CIA: LA MADRINA DELLA COCAINA E DELL’EROINA
La «guerra alle droghe», proclamata da
Ronald Reagan all’inizio degli anni Ottanta, per quanto
assurda, sembrava giustificarsi alla luce della tragedia
del crack, che distruggeva letteralmente interi pezzi
delle maggiori città americane, oltre alle vite di chi
vi abitava. La crudeltà delle droghe, fino ad allora
riscontrabile negli effetti dell’eroinomania, diventava
incontestabile di fronte ai danni distruttivi del crack.
In realtà a sponsorizzare il crack era allora la CIA,
sotto la direzione dello stesso Reagan. Già si sapeva,
fin dallo scandalo dell’Irangate, che la CIA, e più
particolarmente la cellula di Oliver North, direttamente
connessa alla Casa Bianca, aveva finanziato i ribelli
anticomunisti affidando loro una parte del flusso della
cocaina che, dalla Colombia, irrigava gli Stati Uniti.

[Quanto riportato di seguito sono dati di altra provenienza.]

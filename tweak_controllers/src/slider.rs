// Copyright 2025 the Tweak Authors
// SPDX-License-Identifier: Apache-2.0 OR MIT

//! Draggable slider for a bounded numeric property.
//!
//! ## Interaction
//!
//! 1) A primary-button press on the track starts a drag session (other
//!    buttons are ignored): move and release listeners
//!    are bound on the window, so the drag keeps working once the pointer
//!    leaves the track. The press itself is handled as the first move, so a
//!    plain click sets the value too.
//! 2) Each move maps the pointer's x coordinate linearly from the track's
//!    page extent onto `[min, max]` and writes it through the property, which
//!    clamps and quantizes. A zero-width track skips the move.
//! 3) A release anywhere unbinds both window listeners and fires the
//!    property's finish callback once, with the value read back from the
//!    property.
//!
//! Every accepted write refreshes the fill, whose width is the clamped
//! fraction `(value - min) / (max - min)`, or `0` for an empty range.

use alloc::rc::{Rc, Weak};
use core::cell::Cell;

use tweak_dom::{
    Buttons, Document, DomError, ElementId, EventKind, EventTarget, Length, ListenerId,
    PointerEvent,
};
use tweak_property::{NumberProperty, NumberRange, PropertyError, PropertyTarget};

use crate::controller::{DisplayRefreshable, ValueBound};
use crate::error::ControllerError;
use crate::number::NumberController;
use crate::style::{DEFAULT_STYLESHEET, FILL_CLASS, TRACK_CLASS};

/// Window listeners installed for one drag.
#[derive(Copy, Clone, Debug, PartialEq, Eq)]
struct DragSession {
    on_move: ListenerId,
    on_up: ListenerId,
}

/// Shared with the release listener so it can unbind the session even when
/// the slider itself is gone.
type SessionSlot = Rc<Cell<Option<DragSession>>>;

#[derive(Debug)]
struct SliderInner {
    controller: NumberController,
    track: ElementId,
    fill: ElementId,
}

impl SliderInner {
    fn fill_fraction(&self) -> f64 {
        let property = self.controller.property();
        fill_fraction(property.value(), property.min(), property.max())
    }

    /// Maps a client x coordinate onto the property range.
    ///
    /// Returns `None` while the track has no width.
    fn value_at(&self, doc: &Document, client_x: f64) -> Option<f64> {
        let width = doc.width(self.track);
        if width <= 0.0 || !width.is_finite() {
            return None;
        }
        let left = doc.offset(self.track)?.x;
        let property = self.controller.property();
        Some(map_range(
            client_x,
            left,
            left + width,
            property.min(),
            property.max(),
        ))
    }

    fn drag(&self, doc: &mut Document, event: &mut PointerEvent) {
        event.prevent_default();
        match self.value_at(doc, event.client_x()) {
            Some(value) => {
                let accepted = self.set_value(doc, value);
                log::trace!("slider {:?} dragged to {value} (accepted {accepted})", self.track);
            }
            None => log::trace!("slider {:?} has no width; ignoring drag", self.track),
        }
    }
}

impl DisplayRefreshable for SliderInner {
    fn refresh_display(&self, doc: &mut Document) {
        let percent = self.fill_fraction() * 100.0;
        if let Err(err) = doc.set_width(self.fill, Length::Percent(percent)) {
            log::debug!("skipping fill refresh: {err}");
        }
        self.controller.refresh_display(doc);
    }
}

impl ValueBound for SliderInner {
    fn property(&self) -> &Rc<NumberProperty> {
        self.controller.property()
    }
}

/// A slider bound to a numeric property with a finite range.
///
/// The slider builds a track element (class [`TRACK_CLASS`]) holding a fill
/// element (class [`FILL_CLASS`]) and appends the track to its controller's
/// container. The host lays out the track; the slider reads its geometry
/// back on every drag.
///
/// # Example
///
/// ```rust
/// use std::cell::Cell;
/// use std::rc::Rc;
///
/// use kurbo::{Point, Rect};
/// use tweak_controllers::{NumberSlider, ValueBound};
/// use tweak_dom::{Document, EventTarget, PointerEvent};
/// use tweak_property::NumberRange;
///
/// let mut doc = Document::new();
/// let opacity = Rc::new(Cell::new(0.0_f64));
/// let slider =
///     NumberSlider::from_target(&mut doc, opacity.clone(), NumberRange::new(0.0, 100.0)).unwrap();
/// doc.set_bounds(slider.track(), Rect::new(100.0, 0.0, 300.0, 16.0)).unwrap();
///
/// doc.dispatch(slider.track(), PointerEvent::mouse_down(Point::new(150.0, 8.0)));
/// assert_eq!(opacity.get(), 25.0);
///
/// // The drag continues outside the track and the value clamps.
/// doc.dispatch(EventTarget::Window, PointerEvent::mouse_drag(Point::new(900.0, 8.0)));
/// doc.dispatch(EventTarget::Window, PointerEvent::mouse_up(Point::new(900.0, 8.0)));
/// assert_eq!(slider.value(), 100.0);
/// assert_eq!(slider.fill_fraction(), 1.0);
/// ```
#[derive(Debug)]
pub struct NumberSlider {
    inner: Rc<SliderInner>,
    session: SessionSlot,
    drag_start: ListenerId,
}

impl NumberSlider {
    /// Builds a slider around `controller` and draws the initial fill.
    ///
    /// # Errors
    ///
    /// Returns [`DomError::StaleElement`] if the controller's container is no
    /// longer in `doc`. Nothing is created in that case.
    pub fn new(doc: &mut Document, controller: NumberController) -> Result<Self, DomError> {
        let container = controller.dom_element();
        if !doc.is_alive(container) {
            return Err(DomError::StaleElement(container));
        }

        let track = doc.create_element();
        let fill = doc.create_element();
        doc.add_class(track, TRACK_CLASS)?;
        doc.add_class(fill, FILL_CLASS)?;

        let inner = Rc::new(SliderInner {
            controller,
            track,
            fill,
        });
        let session = SessionSlot::default();
        let drag_start = doc.bind(track, EventKind::MouseDown, {
            let inner = Rc::downgrade(&inner);
            let session = session.clone();
            move |doc: &mut Document, event: &mut PointerEvent| {
                if let Some(inner) = inner.upgrade() {
                    begin_drag(&inner, &session, doc, event);
                }
            }
        })?;

        doc.append_child(track, fill)?;
        doc.append_child(container, track)?;

        let slider = Self {
            inner,
            session,
            drag_start,
        };
        slider.refresh_display(doc);
        Ok(slider)
    }

    /// Binds `target` to `range` and builds a slider for it in one step.
    pub fn from_target(
        doc: &mut Document,
        target: impl PropertyTarget + 'static,
        range: NumberRange,
    ) -> Result<Self, ControllerError> {
        let property = Rc::new(NumberProperty::new(target, range)?);
        let controller = NumberController::new(doc, property)?;
        Ok(Self::new(doc, controller)?)
    }

    /// Injects [`DEFAULT_STYLESHEET`] into the document.
    ///
    /// Returns `true` the first time; later calls change nothing.
    pub fn use_default_styles(doc: &mut Document) -> bool {
        doc.inject_stylesheet(DEFAULT_STYLESHEET)
    }

    /// Returns the wrapped controller.
    #[must_use]
    pub fn controller(&self) -> &NumberController {
        &self.inner.controller
    }

    /// Returns the controller's container, which holds the track.
    #[must_use]
    pub fn dom_element(&self) -> ElementId {
        self.inner.controller.dom_element()
    }

    /// Returns the background track element.
    #[must_use]
    pub fn track(&self) -> ElementId {
        self.inner.track
    }

    /// Returns the foreground fill element.
    #[must_use]
    pub fn fill(&self) -> ElementId {
        self.inner.fill
    }

    /// Returns `true` between a press on the track and the next release.
    #[must_use]
    pub fn is_dragging(&self) -> bool {
        self.session.get().is_some()
    }

    /// Returns the fraction of the track the fill covers, in `[0, 1]`.
    #[must_use]
    pub fn fill_fraction(&self) -> f64 {
        self.inner.fill_fraction()
    }

    /// Replaces the property's minimum and redraws the fill.
    pub fn set_min(&self, doc: &mut Document, min: f64) -> Result<(), PropertyError> {
        self.property().set_min(min)?;
        self.refresh_display(doc);
        Ok(())
    }

    /// Replaces the property's maximum and redraws the fill.
    pub fn set_max(&self, doc: &mut Document, max: f64) -> Result<(), PropertyError> {
        self.property().set_max(max)?;
        self.refresh_display(doc);
        Ok(())
    }

    /// Replaces the property's step and redraws.
    pub fn set_step(&self, doc: &mut Document, step: f64) -> Result<(), PropertyError> {
        self.property().set_step(step)?;
        self.refresh_display(doc);
        Ok(())
    }

    /// Tears the slider down: releases an active drag without a finish
    /// notification and removes the controller's container.
    pub fn remove(self, doc: &mut Document) -> Result<(), DomError> {
        if let Some(active) = self.session.take() {
            release(doc, active);
        }
        doc.unbind(self.inner.track, EventKind::MouseDown, self.drag_start);
        doc.remove(self.inner.controller.dom_element())
    }
}

impl DisplayRefreshable for NumberSlider {
    fn refresh_display(&self, doc: &mut Document) {
        self.inner.refresh_display(doc);
    }
}

impl ValueBound for NumberSlider {
    fn property(&self) -> &Rc<NumberProperty> {
        self.inner.property()
    }
}

fn begin_drag(
    inner: &Rc<SliderInner>,
    session: &SessionSlot,
    doc: &mut Document,
    event: &mut PointerEvent,
) {
    if !event.buttons().contains(Buttons::PRIMARY) {
        log::trace!("slider {:?} ignoring non-primary press", inner.track);
        return;
    }
    if session.get().is_none() {
        match install(inner, session, doc) {
            Ok(active) => {
                session.set(Some(active));
                log::debug!("slider {:?} drag started", inner.track);
            }
            Err(err) => log::warn!("slider {:?} could not start a drag: {err}", inner.track),
        }
    }
    inner.drag(doc, event);
}

fn install(
    inner: &Rc<SliderInner>,
    session: &SessionSlot,
    doc: &mut Document,
) -> Result<DragSession, DomError> {
    let on_move = doc.bind(EventTarget::Window, EventKind::MouseMove, {
        let inner = Rc::downgrade(inner);
        move |doc: &mut Document, event: &mut PointerEvent| {
            if let Some(inner) = inner.upgrade() {
                inner.drag(doc, event);
            }
        }
    })?;
    let on_up = doc.bind(EventTarget::Window, EventKind::MouseUp, {
        let inner = Rc::downgrade(inner);
        let session = session.clone();
        move |doc: &mut Document, _: &mut PointerEvent| end_drag(&inner, &session, doc)
    })?;
    Ok(DragSession { on_move, on_up })
}

fn end_drag(inner: &Weak<SliderInner>, session: &SessionSlot, doc: &mut Document) {
    let Some(active) = session.take() else {
        return;
    };
    release(doc, active);
    if let Some(inner) = inner.upgrade() {
        log::debug!("slider {:?} drag finished", inner.track);
        inner.controller.property().finish_change();
    }
}

fn release(doc: &mut Document, active: DragSession) {
    doc.unbind(EventTarget::Window, EventKind::MouseMove, active.on_move);
    doc.unbind(EventTarget::Window, EventKind::MouseUp, active.on_up);
}

/// Linearly maps `value` from `[in_lo, in_hi]` to `[out_lo, out_hi]`.
fn map_range(value: f64, in_lo: f64, in_hi: f64, out_lo: f64, out_hi: f64) -> f64 {
    out_lo + (out_hi - out_lo) * ((value - in_lo) / (in_hi - in_lo))
}

/// Fraction of `[min, max]` covered by `value`, clamped to `[0, 1]`.
///
/// An empty range and a NaN value both yield `0`.
fn fill_fraction(value: f64, min: f64, max: f64) -> f64 {
    let span = max - min;
    if span <= 0.0 || span.is_nan() {
        return 0.0;
    }
    let fraction = (value - min) / span;
    if fraction.is_nan() {
        0.0
    } else {
        fraction.clamp(0.0, 1.0)
    }
}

Il rapporto della commissione Kerry (1989) non lascia
alcun dubbio al riguardo. Nel 1996, Gary Webb pubblicò
su un quotidiano della Silicon Valley, il «San José
Mercury News», una serie di articoli che riferivano dei
risultati di un anno di ricerche: The Dark Alliance. Per
portare a termine questa inchiesta, realizzata con la
collaborazione del corrispondente del suo giornale in
Nicaragua, Webb aveva viaggiato e intervistato molti
personaggi, ma si era basato soprattutto sulle carte
giudiziarie pubblicate a proposito di affari in corso o
recenti. Fu così che si apprese come la CIA proteggesse
una rete di trafficanti nicaraguensi che faceva arrivare
la cocaina dalla Colombia a South-Central, Los Angeles.
Essi rifornivano in modo particolare Freeway Rick,
leggendario DEAler che fece fortuna col boom del crack,
oggi in prigione con una condanna all’ergastolo.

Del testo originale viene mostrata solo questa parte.